* Problem requirements *
Every line in the data below that has the word "FromStr" should be returned.

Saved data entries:
==========

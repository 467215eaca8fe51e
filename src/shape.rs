// Aggregation/shape selector: projection + chart kind -> renderable dataset

use crate::error::NoDataForChart;
use crate::projection::Projection;
use serde::{Deserialize, Serialize};
use std::fmt;
use std::str::FromStr;

#[derive(Debug, Clone, Copy, PartialEq, Eq, Serialize, Deserialize)]
#[serde(rename_all = "lowercase")]
pub enum ChartKind {
    Bar,
    Line,
    Pie,
    Choropleth,
}

impl ChartKind {
    pub const ALL: [ChartKind; 4] = [
        ChartKind::Bar,
        ChartKind::Line,
        ChartKind::Pie,
        ChartKind::Choropleth,
    ];

    pub fn name(&self) -> &'static str {
        match self {
            ChartKind::Bar => "bar",
            ChartKind::Line => "line",
            ChartKind::Pie => "pie",
            ChartKind::Choropleth => "choropleth",
        }
    }

    /// Reshape `projection` into this chart's layout, or explain why it
    /// cannot be drawn.
    pub fn shape(&self, projection: &Projection) -> Result<Dataset, NoDataForChart> {
        match self {
            ChartKind::Bar => Ok(shape_long(*self, "Population by Country and Year", projection)),
            ChartKind::Line => Ok(shape_long(*self, "Population Trend", projection)),
            ChartKind::Pie => shape_pie(projection),
            ChartKind::Choropleth => shape_choropleth(projection),
        }
    }
}

impl fmt::Display for ChartKind {
    fn fmt(&self, f: &mut fmt::Formatter<'_>) -> fmt::Result {
        f.write_str(self.name())
    }
}

impl FromStr for ChartKind {
    type Err = String;

    fn from_str(s: &str) -> Result<Self, Self::Err> {
        let folded = s.trim().to_lowercase();
        let folded = folded.strip_suffix(" chart").unwrap_or(&folded);
        let folded = folded.strip_suffix(" map").unwrap_or(folded);
        ChartKind::ALL
            .into_iter()
            .find(|kind| kind.name() == folded)
            .ok_or_else(|| format!("unknown chart kind '{}'", s))
    }
}

/// One long-form row.
#[derive(Debug, Clone, PartialEq, Serialize)]
pub struct Observation {
    pub country: String,
    pub year: i32,
    pub value: Option<f64>,
}

/// A chart-ready dataset.
#[derive(Debug, Clone, PartialEq, Serialize)]
#[serde(rename_all = "camelCase")]
pub struct Dataset {
    pub kind: ChartKind,
    pub title: String,
    pub observations: Vec<Observation>,
    /// The single year a choropleth is colored by.
    #[serde(skip_serializing_if = "Option::is_none")]
    pub color_year: Option<i32>,
    /// (min, max) of the non-null choropleth values.
    #[serde(skip_serializing_if = "Option::is_none")]
    pub value_range: Option<(f64, f64)>,
}

impl Dataset {
    fn new(kind: ChartKind, title: impl Into<String>, observations: Vec<Observation>) -> Self {
        Self {
            kind,
            title: title.into(),
            observations,
            color_year: None,
            value_range: None,
        }
    }

    pub fn is_empty(&self) -> bool {
        self.observations.is_empty()
    }
}

fn shape_long(kind: ChartKind, title: &str, projection: &Projection) -> Dataset {
    let observations = projection
        .rows
        .iter()
        .flat_map(move |row| {
            projection
                .years
                .iter()
                .zip(&row.values)
                .map(move |(&year, &value)| Observation {
                    country: row.country.clone(),
                    year,
                    value,
                })
        })
        .collect();
    Dataset::new(kind, title, observations)
}

fn shape_pie(projection: &Projection) -> Result<Dataset, NoDataForChart> {
    let row = match projection.rows.as_slice() {
        [row] => row,
        rows => return Err(NoDataForChart::AmbiguousSelection { matched: rows.len() }),
    };
    let (first, last) = match projection.years.as_slice() {
        [first, .., last] => (*first, *last),
        years => return Err(NoDataForChart::InsufficientYears { matched: years.len() }),
    };

    let title = format!("Population Distribution in {} ({}-{})", row.country, first, last);
    Ok(shape_long(ChartKind::Pie, &title, projection))
}

fn shape_choropleth(projection: &Projection) -> Result<Dataset, NoDataForChart> {
    let (idx, latest) = projection
        .years
        .iter()
        .copied()
        .enumerate()
        .max_by_key(|&(_, year)| year)
        .ok_or(NoDataForChart::NoYearsAvailable)?;

    let observations: Vec<Observation> = projection
        .rows
        .iter()
        .map(|row| Observation {
            country: row.country.clone(),
            year: latest,
            value: row.values.get(idx).copied().flatten(),
        })
        .collect();

    let value_range = observations
        .iter()
        .filter_map(|o| o.value)
        .fold(None, |acc: Option<(f64, f64)>, v| match acc {
            Some((lo, hi)) => Some((lo.min(v), hi.max(v))),
            None => Some((v, v)),
        });

    let mut dataset = Dataset::new(
        ChartKind::Choropleth,
        format!("Population Map for {}", latest),
        observations,
    );
    dataset.color_year = Some(latest);
    dataset.value_range = value_range;
    Ok(dataset)
}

==========

* Written response *
use std::str::FromStr;
impl FromStr for ChartKind {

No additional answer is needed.